Referring to FIG. 7, there is shown an embodiment of the timing device shown in FIGS. 5 and 6 contained within a housing 20 of a package 22 which contains a consumer product. The housing 20 provides sufficient space to house the timing device 2. The housing 20 has a front face 24 with a clear window 26 enabling the viewer to view the entire timing device 2. In this embodiment of the invention, the user can view the entire timing device 2 as discussed above in connection with FIGS. 1-5. Thus, all color changes and the location of all color changes can be observed by the user.
In another embodiment of the invention as shown in FIG. 8, the package 22 may be provided with a housing 20 in which the front face 24 contains one or more ports or windows 28 which shows periodic color changes through the window indicating the passage of a fixed period of time such as one week or one month. If only one window is used, it should be at the point that there is a final color change indicating that the product needs to be replaced or rejuvenated. The employment of multiple windows 28 enables the user to periodically observe how much time has passed and how much time remains of the product shelf life. In the specific embodiment of FIG. 8, there are six windows with the first two windows indicating a color change. If each window was indicative of the passage of one week of time, then the product would have been used for two weeks with about four weeks remaining of the product shelf life.
The timing device 2 of the present invention can be affixed to a product by adhesive or the like or can become prepackaged with the product as indicated in the embodiments of FIGS. 7 and 8. In some cases, it is desirable to package the reactant and indicators in the respective reservoirs within a breakable container which can be broken by pressure applied to the user. Such containers include capsules made of a variety of materials including gelatins and the like. The breakable capsules enable the user to commence the start of the product life and thereby disregard that the period of time from manufacture to purchase by the user.
The wicking material employed in the timing device of the present invention may be arranged in a uniform profile or a non-uniform profile. The term “uniform profile” shall mean that the cross-sectional area and shape of the wicking material is the same throughout the length thereof. The term “non-uniform profile” shall mean that the cross-sectional area and shape of the wicking material is not the same throughout the length thereof.

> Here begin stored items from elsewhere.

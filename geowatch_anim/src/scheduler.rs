/*
 * Copyright © 2025, United States Government, as represented by the Administrator of 
 * the National Aeronautics and Space Administration. All rights reserved.
 *
 * The “ODIN” software is licensed under the Apache License, Version 2.0 (the "License"); 
 * you may not use this file except in compliance with the License. You may obtain a copy 
 * of the License at http://www.apache.org/licenses/LICENSE-2.0.
 *
 * Unless required by applicable law or agreed to in writing, software distributed under
 * the License is distributed on an "AS IS" BASIS, WITHOUT WARRANTIES OR CONDITIONS OF ANY KIND,
 * either express or implied. See the License for the specific language governing permissions
 * and limitations under the License.
 */

#![allow(unused)]

use std::{sync::{Arc, Mutex, Weak}, time::Duration};
use geowatch_common::{debug, info};

use crate::{
    cadence::{Animated, Cadence, CadenceId, CadenceState},
    errors::{AnimError, Result, poisoned_lock}
};

/// a set of independent cadences that share one clock. The scheduler does not own a clock itself,
/// whatever drives it (frame callback, fixed rate timer, test loop) passes in the current time
/// as a monotonic `Duration` since its start
#[derive(Debug,Default)]
pub struct AnimationScheduler {
    cadences: Vec<Cadence>,
    next_id: u64,
}

impl AnimationScheduler {
    pub fn new ()->Self {
        AnimationScheduler { cadences: Vec::new(), next_id: 1 }
    }

    pub fn into_shared (self)->SharedScheduler {
        Arc::new( Mutex::new(self))
    }

    /// register a new cadence. It starts in the Idle state and gets its baseline on the next tick
    pub fn add<A> (&mut self, name: &str, min_interval: Duration, target: A)->CadenceId where A: Animated + 'static {
        let id = CadenceId( self.next_id.max(1));
        self.next_id = id.0 + 1;

        debug!("adding cadence '{name}' ({id}) with min interval {min_interval:?}");
        self.cadences.push( Cadence::new( id, name, min_interval, Box::new(target)));
        id
    }

    /// remove a cadence. Its target is dropped right away, hence it can't fire anymore
    pub fn cancel (&mut self, id: CadenceId)->bool {
        if let Some(idx) = self.cadences.iter().position( |c| c.id() == id) {
            let c = self.cadences.remove(idx);
            debug!("cancelled cadence '{}' ({})", c.name(), id);
            true
        } else {
            false
        }
    }

    pub fn cancel_all (&mut self) {
        if !self.cadences.is_empty() {
            debug!("cancelling {} cadences", self.cadences.len());
            self.cadences.clear();
        }
    }

    /// advance all cadences that are due at `now`, returning the number of cadences that fired
    pub fn tick (&mut self, now: Duration)->usize {
        let mut n_fired = 0;
        for c in self.cadences.iter_mut() {
            if c.tick( now) { n_fired += 1 }
        }
        self.cadences.retain( |c| !c.is_cancelled());
        n_fired
    }

    pub fn state (&self, id: CadenceId)->Option<CadenceState> {
        self.cadences.iter().find( |c| c.id() == id).map( |c| c.state())
    }

    pub fn n_fired (&self, id: CadenceId)->Option<u64> {
        self.cadences.iter().find( |c| c.id() == id).map( |c| c.n_fired())
    }

    pub fn len (&self)->usize { self.cadences.len() }
    pub fn is_empty (&self)->bool { self.cadences.is_empty() }

    pub fn cadence_names (&self)->Vec<&str> {
        self.cadences.iter().map( |c| c.name()).collect()
    }
}

/// the scheduler shared between its driver and the components that add/cancel cadences.
/// Ticks and cancellation use the same lock, so once `cancel` returns no callback of the
/// cancelled cadence is running or will run
pub type SharedScheduler = Arc<Mutex<AnimationScheduler>>;

/// add a cadence to a shared scheduler and return a handle that can cancel it
pub fn add_cadence<A> (scheduler: &SharedScheduler, name: &str, min_interval: Duration, target: A)->Result<CadenceHandle>
    where A: Animated + 'static
{
    let id = scheduler.lock().map_err(poisoned_lock)?.add( name, min_interval, target);
    Ok( CadenceHandle { id, scheduler: Arc::downgrade(scheduler) } )
}

/// owner side reference to a registered cadence. Dropping the handle does not cancel the cadence
#[derive(Debug,Clone)]
pub struct CadenceHandle {
    id: CadenceId,
    scheduler: Weak<Mutex<AnimationScheduler>>,
}

impl CadenceHandle {
    pub fn id (&self)->CadenceId { self.id }

    /// returns Ok(false) if the cadence (or its scheduler) was already gone
    pub fn cancel (&self)->Result<bool> {
        match self.scheduler.upgrade() {
            Some(scheduler) => Ok( scheduler.lock().map_err(poisoned_lock)?.cancel( self.id)),
            None => Ok(false)
        }
    }

    pub fn state (&self)->Option<CadenceState> {
        let scheduler = self.scheduler.upgrade()?;
        let guard = scheduler.lock().ok()?;
        guard.state( self.id)
    }
}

Referring to FIG. 9A there is shown a uniform profile wicking material 30 having a uniform diameter and shape throughout the length of the wicking material. FIG. 9B shows a non-uniform profile in which the wicking material 40 has a center portion 42 having a smaller cross-sectional area than the opposed legs 44 thereof.
In another embodiment of a non-uniform profile, the wicking material may have a corrugated profile. Referring to FIG. 9C the wicking material 50 includes a series of peaks 52 and valleys 54 so that at any one location the cross-sectional area and/or shape is different from another location along the length thereof.
As previously indicated the timing device may employ a reactant or indicator which is comprised of a solid material. One such embodiment is shown in FIG. 10. Referring to FIG. 10, a timing device 2 is packaged in a manner similar to the embodiment shown in FIG. 7. In particular, the package 22 has a front face 24 which can expose all or part of the timing device 2 through a window 26. A reservoir 10 b contains a solid indicator (e.g. cobalt chloride) while a reservoir 10 a contains a liquid reactant (e.g. water). Water travels from the reservoir 10 a to the reservoir 10 b to cause a color change (e.g. from blue to pink) which is observable through the window 26.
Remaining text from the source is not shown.